On contemple l’air au balcon d’une île des Cyclades. Il s’éploie dans ses sautes et ses faux calmes, prémices aux convulsions. On observe la folie des rafales distribuant leurs torgnoles sur les eaux. On comprend que la mer, pour les marins d’Ulysse, était la patrie de tous les dangers. La moindre navigation aussi modeste fût-elle entre ces îles si proches était plongeon dans l’inconnu.

Tout appareillage dissimulait la perspective d’un « désastre », comme dit Ulysse, une aventure dans l’incertain, un saut dans le vide. Plein de crainte, on furetait d’île en île. La navigation s’apparentait aux sauts de puce, de refuge en refuge.

L’Odyssée est le récit d’un perpétuel naufrage. Combien de fois Ulysse, accroché à un débris, gémira :

Je lâchai pieds et mains et, à grand bruit,

je retombai en plein courant près de mes poutres

et, me hissant dessus, je ramai avec mes deux mains.

(Odyssée, XII, 442-444.)

Obsédé par son retour à Ithaque, Ulysse se voit sans cesse jeté à l’eau, poussé vers le mauvais rivage, puis sauvé par les dieux, rétabli par sa propre force, détourné de sa route, ramené à son obsession : rentrer chez lui.

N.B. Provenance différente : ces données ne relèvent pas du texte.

// Copyright (c) 2024-2026 Martin Schröder <info@swedishembedded.com>
//
// SPDX-License-Identifier: MIT
use std::collections::{BTreeMap, HashSet};

use serde::{Deserialize, Serialize};
use thiserror::Error;
use tracing::debug;

use crate::schema::{FieldType, FormField, ToolSpec};

#[derive(Debug, Error)]
pub enum FormError {
    #[error("malformed form definition: {0}")]
    MalformedDefinition(String),
}

/// Frontmatter header as it appears in the YAML block.
#[derive(Debug, Deserialize)]
struct Header {
    form_id: Option<String>,
    title: Option<String>,
    #[serde(default)]
    fields: Vec<FormField>,
    #[serde(default)]
    tools: Vec<ToolSpec>,
}

/// A parsed form definition: the structured field list from the frontmatter
/// header plus the markdown body used as model context.
#[derive(Debug, Clone, Serialize, Deserialize)]
pub struct FormDefinition {
    pub form_id: Option<String>,
    pub title: String,
    pub fields: Vec<FormField>,
    pub tools: Vec<ToolSpec>,
    /// The markdown body below the frontmatter, verbatim.
    pub body: String,
}

impl FormDefinition {
    /// Parse a form definition string (frontmatter header + markdown body).
    pub fn parse(content: &str) -> Result<Self, FormError> {
        let (yaml_block, body) = split_frontmatter(content)
            .ok_or_else(|| FormError::MalformedDefinition("missing frontmatter header".into()))?;

        let header: Header = serde_yaml::from_str(yaml_block)
            .map_err(|e| FormError::MalformedDefinition(e.to_string()))?;

        if header.fields.is_empty() {
            return Err(FormError::MalformedDefinition(
                "form defines no fields".into(),
            ));
        }

        let mut seen = HashSet::new();
        for field in &header.fields {
            if field.id.trim().is_empty() {
                return Err(FormError::MalformedDefinition(
                    "field with empty id".into(),
                ));
            }
            if !seen.insert(field.id.as_str()) {
                return Err(FormError::MalformedDefinition(format!(
                    "duplicate field id '{}'",
                    field.id
                )));
            }
        }

        let title = header
            .title
            .or_else(|| header.form_id.clone())
            .unwrap_or_else(|| "Untitled Form".into());

        debug!(
            title = %title,
            fields = header.fields.len(),
            tools = header.tools.len(),
            "parsed form definition"
        );

        Ok(Self {
            form_id: header.form_id,
            title,
            fields: header.fields,
            tools: header.tools,
            body: body.to_string(),
        })
    }

    /// Look up a field by its id.
    pub fn field(&self, id: &str) -> Option<&FormField> {
        self.fields.iter().find(|f| f.id == id)
    }

    /// Ids of all required fields, in definition order.
    pub fn required_field_ids(&self) -> Vec<String> {
        self.fields
            .iter()
            .filter(|f| f.required.is_required())
            .map(|f| f.id.clone())
            .collect()
    }

    /// Required field ids grouped by step number.
    pub fn required_by_step(&self) -> BTreeMap<u32, Vec<String>> {
        let mut by_step: BTreeMap<u32, Vec<String>> = BTreeMap::new();
        for field in self.fields.iter().filter(|f| f.required.is_required()) {
            by_step.entry(field.step).or_default().push(field.id.clone());
        }
        by_step
    }

    /// Map of field id → type.
    pub fn field_types(&self) -> BTreeMap<String, FieldType> {
        self.fields
            .iter()
            .map(|f| (f.id.clone(), f.field_type))
            .collect()
    }

    /// Map of field id → human prompt label, for fields that have one.
    pub fn prompt_map(&self) -> BTreeMap<String, String> {
        self.fields
            .iter()
            .filter(|f| !f.prompt.trim().is_empty())
            .map(|f| (f.id.clone(), f.prompt.trim().to_string()))
            .collect()
    }

    /// Highest step number used by any field (1 for single-step forms).
    pub fn max_step(&self) -> u32 {
        self.fields.iter().map(|f| f.step).max().unwrap_or(1)
    }

    pub fn is_multi_step(&self) -> bool {
        self.max_step() > 1
    }
}

/// Split `---`-delimited YAML frontmatter from the markdown body.
/// Returns `None` when no frontmatter block is found.
fn split_frontmatter(content: &str) -> Option<(&str, &str)> {
    let stripped = content.trim_start();
    let rest = stripped.strip_prefix("---")?;
    let end = rest.find("\n---")?;
    let yaml_block = &rest[..end];
    let body = rest[end + 4..].trim_start_matches('-').trim();
    Some((yaml_block, body))
}

// ─── Unit tests ──────────────────────────────────────────────────────────────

Et Homère l’assène : on ne peut espérer un retour sans idée fixe. Seule l’opiniâtreté triomphe des tempêtes. Seule la constance mène au but. Cet enseignement frappe la bannière homérique : la longueur de vue, la fidélité constituent les plus hautes vertus. Elles finissent par remporter le combat contre l’imprévu. Ne pas déroger, seul honneur de la vie.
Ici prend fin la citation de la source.